> **What the exercise asks**:
Go through the data below and work out how many lines contain "High"; the answer is the number alone.

━━ Data provided ━━

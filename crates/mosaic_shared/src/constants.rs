//! # Coordinator Constants
//!
//! Defaults shared by the host and the coordinator. Every value here can be
//! overridden through `RenderConfig`; these are only the starting points.

// =============================================================================
// FRAME TIMING
// =============================================================================

/// Default target frame duration in milliseconds (~60 FPS).
pub const DEFAULT_TARGET_FRAME_MS: f64 = 16.0;

/// Default interval between metrics reports fed to the quality adapter.
pub const DEFAULT_REPORTING_INTERVAL_MS: u64 = 250;

/// Default number of frame samples kept in the rolling metrics window.
pub const DEFAULT_METRICS_WINDOW: usize = 120;

/// A frame taking longer than this multiple of the target counts as dropped.
pub const DEFAULT_DROPPED_FRAME_RATIO: f64 = 1.5;

// =============================================================================
// DIRTY TRACKING & MESSAGING
// =============================================================================

/// Dirty regions kept before collapsing to a whole-surface redraw.
pub const DEFAULT_MAX_DIRTY_REGIONS: usize = 32;

/// Broadcast messages in flight before posting starts dropping.
pub const DEFAULT_MESSAGE_CAPACITY: usize = 256;

// =============================================================================
// LAYERS
// =============================================================================

/// Number of layer slots (static, dynamic, effects).
pub const LAYER_TYPE_COUNT: usize = 3;
//! Frame requests and their priority tiers.

use std::time::Duration;

use mosaic_shared::{LayerSet, Rect};

/// Request urgency. Lower discriminant drains first.
#[repr(u8)]
#[derive(Clone, Copy, Debug, PartialEq, Eq, PartialOrd, Ord, Hash)]
pub enum Priority {
    /// Always executes, ignores the frame budget.
    Critical = 0,
    /// Direct user feedback (drag, viewport change).
    High = 1,
    /// Regular updates.
    Normal = 2,
    /// Cosmetic work that can wait.
    Low = 3,
}

impl Priority {
    /// Tiers in drain order.
    pub const ALL: [Self; 4] = [Self::Critical, Self::High, Self::Normal, Self::Low];

    /// Tier index.
    #[inline]
    #[must_use]
    pub const fn index(self) -> usize {
        self as usize
    }

    /// Lowercase name for logs.
    #[must_use]
    pub const fn name(self) -> &'static str {
        match self {
            Self::Critical => "critical",
            Self::High => "high",
            Self::Normal => "normal",
            Self::Low => "low",
        }
    }
}

/// Optional context attached to a request.
#[derive(Clone, Copy, Debug, Default, PartialEq)]
pub struct FrameMetadata {
    /// Who asked (for logs and tracing)
    pub source: Option<&'static str>,
    /// Canvas area the request is about, if known
    pub region: Option<Rect>,
}

impl FrameMetadata {
    /// Metadata tagged with a source.
    #[must_use]
    pub const fn from_source(source: &'static str) -> Self {
        Self {
            source: Some(source),
            region: None,
        }
    }

    /// Adds a region.
    #[must_use]
    pub const fn with_region(mut self, region: Rect) -> Self {
        self.region = Some(region);
        self
    }

    /// Combines metadata of two coalesced requests.
    ///
    /// The earlier source wins. Regions are unioned; a request without a
    /// region is about the whole canvas, so it absorbs the other.
    #[must_use]
    pub fn merge(self, later: Self) -> Self {
        Self {
            source: self.source.or(later.source),
            region: match (self.region, later.region) {
                (Some(a), Some(b)) => Some(a.union(&b)),
                _ => None,
            },
        }
    }
}

/// A queued request to render a set of layers.
#[derive(Clone, Debug, PartialEq)]
pub struct FrameRequest {
    /// Layers to render
    pub layers: LayerSet,
    /// Tier
    pub priority: Priority,
    /// Clock time of the (earliest) enqueue
    pub timestamp: Duration,
    /// Source and region
    pub metadata: FrameMetadata,
    /// Enqueue order, FIFO key within a tier
    pub sequence: u64,
}
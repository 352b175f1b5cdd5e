//! Broadcast message bus.
//!
//! ```text
//! ┌──────────┐  post   ┌─────────────┐  pump_messages  ┌──────────┐
//! │  Poster  │────────>│   bounded   │────────────────>│  layers  │
//! │ (clones) │         │   channel   │ (registration   │          │
//! └──────────┘         └─────────────┘     order)      └──────────┘
//! ```
//!
//! Posting never blocks. A full bus drops the message and counts it.

use std::sync::atomic::{AtomicU64, Ordering};
use std::sync::Arc;

use crossbeam_channel::{bounded, Receiver, Sender, TrySendError};
use mosaic_shared::LayerMessage;

/// Render-thread end of the bus.
#[derive(Debug)]
pub struct MessageBus {
    sender: Sender<LayerMessage>,
    receiver: Receiver<LayerMessage>,
    dropped: Arc<AtomicU64>,
}

impl MessageBus {
    /// Creates a bus holding at most `capacity` undelivered messages.
    #[must_use]
    pub fn new(capacity: usize) -> Self {
        let (sender, receiver) = bounded(capacity.max(1));
        Self {
            sender,
            receiver,
            dropped: Arc::new(AtomicU64::new(0)),
        }
    }

    /// Creates a posting handle.
    #[must_use]
    pub fn poster(&self) -> MessagePoster {
        MessagePoster {
            sender: self.sender.clone(),
            dropped: Arc::clone(&self.dropped),
        }
    }

    /// Takes every pending message (non-blocking).
    pub fn drain(&self) -> Vec<LayerMessage> {
        let mut messages = Vec::with_capacity(self.receiver.len());
        while let Ok(message) = self.receiver.try_recv() {
            messages.push(message);
        }
        messages
    }

    /// Messages waiting for the next pump.
    #[must_use]
    pub fn pending_count(&self) -> usize {
        self.receiver.len()
    }

    /// Messages dropped because the bus was full.
    #[must_use]
    pub fn dropped_count(&self) -> u64 {
        self.dropped.load(Ordering::Relaxed)
    }

    /// Discards everything pending. Returns how many were discarded.
    pub fn clear(&self) -> usize {
        self.receiver.try_iter().count()
    }
}

/// Cloneable handle for posting messages from any context.
#[derive(Clone, Debug)]
pub struct MessagePoster {
    sender: Sender<LayerMessage>,
    dropped: Arc<AtomicU64>,
}

impl MessagePoster {
    /// Queues a message (non-blocking).
    ///
    /// Returns `false` if the bus is full or the coordinator is gone; the
    /// message is dropped.
    pub fn post(&self, message: LayerMessage) -> bool {
        match self.sender.try_send(message) {
            Ok(()) => true,
            Err(TrySendError::Full(message)) => {
                self.dropped.fetch_add(1, Ordering::Relaxed);
                tracing::warn!(kind = ?message.kind, "message bus full, dropping message");
                false
            }
            Err(TrySendError::Disconnected(_)) => false,
        }
    }
}

#[cfg(test)]
mod tests {
    use mosaic_shared::{MessageKind, MessageOrigin, MessagePayload};

    use super::*;

    fn msg(n: u16) -> LayerMessage {
        LayerMessage::broadcast(MessageKind::Custom(n), MessageOrigin::Host, MessagePayload::None)
    }

    #[test]
    fn test_post_and_drain_in_order() {
        let bus = MessageBus::new(8);
        let poster = bus.poster();
        assert!(poster.post(msg(1)));
        assert!(poster.clone().post(msg(2)));
        assert_eq!(bus.pending_count(), 2);

        let kinds: Vec<_> = bus.drain().into_iter().map(|m| m.kind).collect();
        assert_eq!(kinds, vec![MessageKind::Custom(1), MessageKind::Custom(2)]);
        assert_eq!(bus.pending_count(), 0);
    }

    #[test]
    fn test_full_bus_drops_and_counts() {
        let bus = MessageBus::new(1);
        let poster = bus.poster();
        assert!(poster.post(msg(1)));
        assert!(!poster.post(msg(2)));
        assert_eq!(bus.dropped_count(), 1);
        assert_eq!(bus.clear(), 1);
    }

    #[test]
    fn test_post_from_another_thread() {
        let bus = MessageBus::new(16);
        let poster = bus.poster();
        std::thread::spawn(move || {
            for n in 0..4 {
                poster.post(msg(n));
            }
        })
        .join()
        .unwrap();
        assert_eq!(bus.drain().len(), 4);
    }

    #[test]
    fn test_post_after_bus_dropped() {
        let bus = MessageBus::new(4);
        let poster = bus.poster();
        drop(bus);
        assert!(!poster.post(msg(0)));
    }
}
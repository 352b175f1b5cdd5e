//! Space-tagged geometry shared by the host, the coordinator and layers.
//!
//! Each coordinate space gets its own point type so a screen position can
//! never be passed where a canvas position is expected. There are
//! deliberately no `From` impls between them: conversion goes through
//! `CoordinateSystem` only.

use bytemuck::{Pod, Zeroable};
use serde::{Deserialize, Serialize};

macro_rules! space_point {
    ($(#[$meta:meta])* $name:ident) => {
        $(#[$meta])*
        #[repr(C)]
        #[derive(Clone, Copy, Debug, Default, PartialEq, Pod, Zeroable, Serialize, Deserialize)]
        pub struct $name {
            /// X component
            pub x: f64,
            /// Y component
            pub y: f64,
        }

        impl $name {
            /// Creates a new point
            #[must_use]
            pub const fn new(x: f64, y: f64) -> Self {
                Self { x, y }
            }

            /// Origin of the space
            pub const ORIGIN: Self = Self::new(0.0, 0.0);

            /// True if both components are finite (no NaN, no infinity)
            #[must_use]
            pub fn is_finite(self) -> bool {
                self.x.is_finite() && self.y.is_finite()
            }

            /// Converts to array
            #[must_use]
            pub const fn to_array(self) -> [f64; 2] {
                [self.x, self.y]
            }

            /// Distance to another point in the same space
            #[must_use]
            pub fn distance(self, other: Self) -> f64 {
                (self.x - other.x).hypot(self.y - other.y)
            }
        }
    };
}

space_point!(
    /// Raw input position in device pixels, origin at the top-left of the
    /// host surface.
    ScreenPoint
);

space_point!(
    /// Logical, device-independent position on the drawing surface.
    CanvasPoint
);

space_point!(
    /// Zoom/pan-adjusted position used for drag interactions.
    WorkspacePoint
);

/// Integer puzzle-grid cell coordinate.
#[repr(C)]
#[derive(
    Clone, Copy, Debug, Default, PartialEq, Eq, Hash, Pod, Zeroable, Serialize, Deserialize,
)]
pub struct GridPoint {
    /// Column index
    pub x: i32,
    /// Row index
    pub y: i32,
}

impl GridPoint {
    /// Creates a new grid point
    #[must_use]
    pub const fn new(x: i32, y: i32) -> Self {
        Self { x, y }
    }
}

/// 2D offset - pan vectors, deltas
#[repr(C)]
#[derive(Clone, Copy, Debug, Default, PartialEq, Pod, Zeroable, Serialize, Deserialize)]
pub struct Vec2 {
    /// X component
    pub x: f64,
    /// Y component
    pub y: f64,
}

impl Vec2 {
    /// Creates a new Vec2
    #[must_use]
    pub const fn new(x: f64, y: f64) -> Self {
        Self { x, y }
    }

    /// Zero vector
    pub const ZERO: Self = Self::new(0.0, 0.0);

    /// True if both components are finite
    #[must_use]
    pub fn is_finite(self) -> bool {
        self.x.is_finite() && self.y.is_finite()
    }
}

/// Width/height pair.
#[repr(C)]
#[derive(Clone, Copy, Debug, Default, PartialEq, Pod, Zeroable, Serialize, Deserialize)]
pub struct Size {
    /// Width
    pub width: f64,
    /// Height
    pub height: f64,
}

impl Size {
    /// Creates a new size
    #[must_use]
    pub const fn new(width: f64, height: f64) -> Self {
        Self { width, height }
    }

    /// True if both dimensions are finite and strictly positive
    #[must_use]
    pub fn is_positive(self) -> bool {
        self.width.is_finite() && self.height.is_finite() && self.width > 0.0 && self.height > 0.0
    }

    /// Aspect ratio (width / height)
    #[must_use]
    pub fn aspect(self) -> f64 {
        self.width / self.height
    }
}

/// Axis-aligned rectangle (top-left origin, +Y down).
#[repr(C)]
#[derive(Clone, Copy, Debug, Default, PartialEq, Pod, Zeroable, Serialize, Deserialize)]
pub struct Rect {
    /// X position (left edge)
    pub x: f64,
    /// Y position (top edge)
    pub y: f64,
    /// Width
    pub width: f64,
    /// Height
    pub height: f64,
}

impl Rect {
    /// A zero-sized rect at the origin.
    pub const ZERO: Self = Self::new(0.0, 0.0, 0.0, 0.0);

    /// Creates a new rectangle.
    #[must_use]
    pub const fn new(x: f64, y: f64, width: f64, height: f64) -> Self {
        Self { x, y, width, height }
    }

    /// Rectangle covering `size` with its origin at zero.
    #[must_use]
    pub const fn from_size(size: Size) -> Self {
        Self::new(0.0, 0.0, size.width, size.height)
    }

    /// Returns the right edge.
    #[must_use]
    pub fn right(&self) -> f64 {
        self.x + self.width
    }

    /// Returns the bottom edge.
    #[must_use]
    pub fn bottom(&self) -> f64 {
        self.y + self.height
    }

    /// Returns the area.
    #[must_use]
    pub fn area(&self) -> f64 {
        self.width * self.height
    }

    /// True if the rect covers no area.
    #[must_use]
    pub fn is_empty(&self) -> bool {
        self.width <= 0.0 || self.height <= 0.0
    }

    /// True if every component is finite.
    #[must_use]
    pub fn is_finite(&self) -> bool {
        self.x.is_finite() && self.y.is_finite() && self.width.is_finite() && self.height.is_finite()
    }

    /// Half-open containment: `[x, right) × [y, bottom)`.
    #[must_use]
    pub fn contains(&self, x: f64, y: f64) -> bool {
        x >= self.x && x < self.right() && y >= self.y && y < self.bottom()
    }

    /// True if `other` lies entirely inside this rect.
    #[must_use]
    pub fn contains_rect(&self, other: &Rect) -> bool {
        other.x >= self.x
            && other.y >= self.y
            && other.right() <= self.right()
            && other.bottom() <= self.bottom()
    }

    /// True if the two rects share interior area.
    #[must_use]
    pub fn intersects(&self, other: &Rect) -> bool {
        self.x < other.right()
            && other.x < self.right()
            && self.y < other.bottom()
            && other.y < self.bottom()
    }

    /// True if the rects overlap or share an edge segment.
    ///
    /// Corner-only contact does not count.
    #[must_use]
    pub fn touches(&self, other: &Rect) -> bool {
        let x_overlap = self.x < other.right() && other.x < self.right();
        let y_overlap = self.y < other.bottom() && other.y < self.bottom();
        let x_adjacent = self.x <= other.right() && other.x <= self.right();
        let y_adjacent = self.y <= other.bottom() && other.y <= self.bottom();
        (x_overlap && y_adjacent) || (y_overlap && x_adjacent)
    }

    /// Smallest rect containing both.
    #[must_use]
    pub fn union(&self, other: &Rect) -> Rect {
        let x = self.x.min(other.x);
        let y = self.y.min(other.y);
        let right = self.right().max(other.right());
        let bottom = self.bottom().max(other.bottom());
        Rect::new(x, y, right - x, bottom - y)
    }

    /// Overlapping part of both rects, if any.
    #[must_use]
    pub fn intersection(&self, other: &Rect) -> Option<Rect> {
        let x = self.x.max(other.x);
        let y = self.y.max(other.y);
        let right = self.right().min(other.right());
        let bottom = self.bottom().min(other.bottom());
        if right <= x || bottom <= y {
            None
        } else {
            Some(Rect::new(x, y, right - x, bottom - y))
        }
    }
}

#[cfg(test)]
mod tests {
    use super::*;

    #[test]
    fn test_rect_union() {
        let a = Rect::new(10.0, 10.0, 100.0, 100.0);
        let b = Rect::new(50.0, 50.0, 100.0, 100.0);
        assert_eq!(a.union(&b), Rect::new(10.0, 10.0, 140.0, 140.0));
    }

    #[test]
    fn test_rect_touching_edges() {
        let a = Rect::new(0.0, 0.0, 10.0, 10.0);
        let right = Rect::new(10.0, 0.0, 10.0, 10.0);
        let below = Rect::new(2.0, 10.0, 4.0, 4.0);
        let corner = Rect::new(10.0, 10.0, 5.0, 5.0);
        let apart = Rect::new(11.0, 0.0, 5.0, 5.0);

        assert!(!a.intersects(&right));
        assert!(a.touches(&right));
        assert!(a.touches(&below));
        assert!(!a.touches(&corner));
        assert!(!a.touches(&apart));
    }

    #[test]
    fn test_rect_intersection() {
        let a = Rect::new(0.0, 0.0, 10.0, 10.0);
        let b = Rect::new(5.0, -5.0, 10.0, 10.0);
        assert_eq!(a.intersection(&b), Some(Rect::new(5.0, 0.0, 5.0, 5.0)));
        assert_eq!(a.intersection(&Rect::new(20.0, 20.0, 1.0, 1.0)), None);
    }

    #[test]
    fn test_point_finiteness() {
        assert!(ScreenPoint::new(1.0, 2.0).is_finite());
        assert!(!CanvasPoint::new(f64::NAN, 0.0).is_finite());
        assert!(!WorkspacePoint::new(0.0, f64::INFINITY).is_finite());
    }

    #[test]
    fn test_size_positive() {
        assert!(Size::new(1.0, 1.0).is_positive());
        assert!(!Size::new(0.0, 1.0).is_positive());
        assert!(!Size::new(-4.0, 1.0).is_positive());
        assert!(!Size::new(f64::INFINITY, 1.0).is_positive());
    }

    #[test]
    fn test_point_bytemuck() {
        let p = CanvasPoint::new(1.0, 2.0);
        let bytes: &[u8] = bytemuck::bytes_of(&p);
        assert_eq!(bytes.len(), 16); // 2 * 8 bytes

        let cell = GridPoint::new(3, 4);
        assert_eq!(bytemuck::bytes_of(&cell).len(), 8);
    }
}
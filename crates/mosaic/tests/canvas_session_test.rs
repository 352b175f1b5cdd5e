//! # Canvas Session Integration Test
//!
//! Full host stack on a manual clock: CanvasLoop + InputRouter + the three
//! simulated layers, observed through a recording metrics sink.

use std::time::Duration;

use mosaic::layers::BURST_FRAMES;
use mosaic::{
    BoardLayer, CanvasLoop, CostModel, EffectsLayer, InputRouter, PiecesLayer, PointerEvent,
    SimulatedWork, TickPacer,
};
use mosaic_rendering::{
    ChangeReason, Clock, CoordinateSystemConfig, ManualClock, QualityThresholds,
    RecordingMetricsSink, RenderConfig, RenderCoordinator,
};
use mosaic_shared::{
    CanvasPoint, GridPoint, LayerMessage, LayerSet, MessageKind, MessageOrigin, MessagePayload,
    QualityLevel, RenderLayerType as L, Size,
};
use rand::rngs::StdRng;
use rand::{Rng, SeedableRng};

const COLS: u32 = 8;
const ROWS: u32 = 6;

struct Session {
    canvas: CanvasLoop<ManualClock>,
    clock: ManualClock,
    sink: RecordingMetricsSink,
    router: InputRouter,
}

impl Session {
    fn new(config: RenderConfig, effects_per_particle: Duration) -> Self {
        let clock = ManualClock::new();
        let sink = RecordingMetricsSink::new();
        let us = Duration::from_micros;
        let coords =
            CoordinateSystemConfig::new(Size::new(800.0, 600.0), Size::new(400.0, 300.0), COLS, ROWS)
                .unwrap();
        let coordinator = RenderCoordinator::builder(coords)
            .config(config)
            .clock(clock.clone())
            .metrics_sink(sink.clone())
            .layer(
                L::Static,
                BoardLayer::new(SimulatedWork::new(clock.clone(), CostModel::new(us(50), us(1))), COLS, ROWS),
            )
            .layer(
                L::Dynamic,
                PiecesLayer::new(SimulatedWork::new(clock.clone(), CostModel::new(us(50), us(1))), COLS * ROWS),
            )
            .layer(
                L::Effects,
                EffectsLayer::new(SimulatedWork::new(
                    clock.clone(),
                    CostModel::new(us(50), effects_per_particle),
                )),
            )
            .build()
            .unwrap();
        Self {
            canvas: CanvasLoop::new(coordinator, clock.clone(), TickPacer::from_fps(60)),
            clock,
            sink,
            router: InputRouter::new(),
        }
    }

    /// One loop iteration: exactly one tick, then sleep until the next.
    fn step(&mut self) {
        self.canvas.pump();
        self.clock.advance(self.canvas.until_next());
    }

    fn route(&mut self, event: PointerEvent) {
        self.router.route(self.canvas.coordinator_mut(), event);
        self.step();
    }

    fn screen_of(&self, x: i32, y: i32) -> (f64, f64) {
        let p = self
            .canvas
            .coordinator()
            .coordinates()
            .grid_to_screen(GridPoint::new(x, y));
        (p.x, p.y)
    }

    fn renders_of(&self, layer: L) -> usize {
        self.sink
            .recorded()
            .layers
            .iter()
            .filter(|(l, _)| *l == layer)
            .count()
    }
}

/// Test: drag, drop, snap. The burst animates for exactly its lifetime and
/// then the session goes idle.
#[test]
fn test_drag_drop_snap_session() {
    let mut s = Session::new(RenderConfig::default(), Duration::from_micros(1));

    // Registration flags every layer: the first tick draws all three.
    s.step();
    assert_eq!(s.renders_of(L::Effects), 1);
    assert!(s.canvas.coordinator().layers_needing_update().is_empty());

    let (fx, fy) = s.screen_of(0, 5);
    let (tx, ty) = s.screen_of(2, 1);
    s.route(PointerEvent::down(fx, fy));
    for i in 1..=4 {
        let t = f64::from(i) / 4.0;
        s.route(PointerEvent::moved(fx + (tx - fx) * t, fy + (ty - fy) * t));
    }
    assert!(s.router.is_dragging());
    assert_eq!(s.renders_of(L::Effects), 1);

    s.route(PointerEvent::up(tx, ty));
    assert_eq!(s.router.snaps(), 1);

    for _ in 0..2 * BURST_FRAMES {
        s.step();
    }
    assert_eq!(s.renders_of(L::Effects), 1 + BURST_FRAMES as usize);
    assert!(s.canvas.coordinator().layers_needing_update().is_empty());
    assert!(s.renders_of(L::Static) >= 2);
    assert_eq!(s.canvas.coordinator().current_quality(), QualityLevel::High);

    let stats = s.canvas.stats();
    assert!(stats.idle_frames >= u64::from(BURST_FRAMES) - 1);
    assert_eq!(stats.frames_dropped, 0);
    println!(
        "session: {} frames, {} idle, {} layer renders",
        stats.frames_recorded, stats.idle_frames, stats.layers_rendered_sum
    );
}

/// Test: a particle storm degrades quality and never oscillates back.
#[test]
fn test_particle_storm_degrades_quality() {
    let config = RenderConfig {
        reporting_interval_ms: 100,
        quality: QualityThresholds {
            downgrade_after_samples: 3,
            downgrade_cooldown_ms: 0,
            ..QualityThresholds::default()
        },
        ..RenderConfig::default()
    };
    let mut s = Session::new(config, Duration::from_micros(100));
    let spawn = LayerMessage::directed(
        MessageKind::SpawnEffect,
        MessageOrigin::Host,
        L::Effects,
        MessagePayload::Canvas(CanvasPoint::new(200.0, 150.0)),
    );

    while s.clock.now() < Duration::from_secs(3) {
        s.canvas.coordinator_mut().send_message(spawn.clone());
        s.step();
    }

    let changes = s.sink.quality_changes();
    assert!(!changes.is_empty(), "no quality change under load");
    assert_eq!(changes[0].from, QualityLevel::High);
    assert_eq!(changes[0].to, QualityLevel::Medium);
    assert_eq!(changes[0].reason, ChangeReason::Degraded);
    assert!(changes.iter().all(|c| c.reason == ChangeReason::Degraded));
    assert!(s.canvas.coordinator().current_quality() < QualityLevel::High);
    assert_eq!(s.canvas.stats().quality_changes, changes);

    s.canvas.stats().print_summary();
}

/// Test: a random pointer storm with garbage coordinates never breaks the
/// session; only non-finite points are discarded.
#[test]
fn test_pointer_storm_is_survivable() {
    let mut s = Session::new(RenderConfig::default(), Duration::from_micros(1));
    let mut rng = StdRng::seed_from_u64(0x000A_11CE);
    let mut poisoned = 0;

    for _ in 0..2_000 {
        let (mut x, y) = (rng.gen_range(-200.0..1_000.0), rng.gen_range(-200.0..800.0));
        if rng.gen_bool(0.05) {
            x = f64::NAN;
            poisoned += 1;
        }
        let event = match rng.gen_range(0..3) {
            0 => PointerEvent::down(x, y),
            1 => PointerEvent::moved(x, y),
            _ => PointerEvent::up(x, y),
        };
        s.router.route(s.canvas.coordinator_mut(), event);
        if rng.gen_bool(0.3) {
            s.step();
        }
    }
    for _ in 0..2 * BURST_FRAMES {
        s.step();
    }

    assert_eq!(s.router.discarded(), poisoned);
    let snapshot = s.canvas.coordinator().performance_snapshot();
    assert_eq!(snapshot.pending_requests, 0);
    assert_eq!(snapshot.layer_count, 3);
    assert!(s.canvas.coordinator().layers_needing_update().is_empty());
}

/// Test: shutting down mid-session stops the loop for good.
#[test]
fn test_shutdown_mid_session() {
    let mut s = Session::new(RenderConfig::default(), Duration::from_micros(1));
    s.step();
    s.canvas
        .coordinator_mut()
        .schedule_frame(LayerSet::ALL, mosaic_rendering::Priority::Normal);
    s.canvas.shutdown();

    let before = s.canvas.stats().frames_recorded;
    let ticks = s.canvas.run_until(Duration::from_secs(1), |d| s.clock.advance(d));
    assert_eq!(ticks, 0);
    assert_eq!(s.canvas.stats().frames_recorded, before);
}
//! Decide which installation's handler list is authoritative.
//!
//! Several copies of the handler may exist (an installed one sharing the
//! per-user data directory and portable ones). The copy that owns the URI
//! scheme decides where the list lives, even when another copy is running.

use crate::dispatch::strip_call;
use crate::handler_storage::HANDLER_STORE_FILE;
use std::path::{Path, PathBuf};

/// Per-user data directory shared with the mod manager, e.g.
/// `%LOCALAPPDATA%\ModOrganizer`.
pub fn global_dir(data_dir_name: &str) -> Option<PathBuf> {
    dirs_next::data_local_dir().map(|d| d.join(data_dir_name))
}

/// Directory containing the running executable.
pub fn app_dir() -> PathBuf {
    std::env::current_exe()
        .ok()
        .and_then(|p| p.parent().map(Path::to_path_buf))
        .unwrap_or_else(|| PathBuf::from("."))
}

/// Where logs and freshly created stores go: the global dir if it exists,
/// otherwise the application directory.
pub fn default_base_dir(global: Option<&Path>, app: &Path) -> PathBuf {
    match global {
        Some(dir) if dir.is_dir() => dir.to_path_buf(),
        _ => app.to_path_buf(),
    }
}

/// Locate the directory holding the store of the registered handler.
///
/// `scheme_command` is the command line currently registered for the
/// scheme. Only a registered copy of this program (`holder_name`) that
/// exists on disk qualifies. Its store is looked up first in `global` and
/// then next to the registered executable.
pub fn locate_storage(
    global: Option<&Path>,
    scheme_command: Option<&str>,
    holder_name: &str,
) -> Option<PathBuf> {
    let handler_path = strip_call(scheme_command?);
    let is_holder = handler_path
        .to_lowercase()
        .ends_with(&holder_name.to_lowercase());
    if !is_holder || !Path::new(&handler_path).is_file() {
        tracing::debug!("scheme owner '{handler_path}' is not a usable {holder_name}");
        return None;
    }

    if let Some(global) = global {
        if global.join(HANDLER_STORE_FILE).is_file() {
            return Some(global.to_path_buf());
        }
    }

    let handler_dir = Path::new(&handler_path).parent()?;
    if handler_dir.join(HANDLER_STORE_FILE).is_file() {
        return Some(handler_dir.to_path_buf());
    }
    None
}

━━━

> **Exercise output**:
6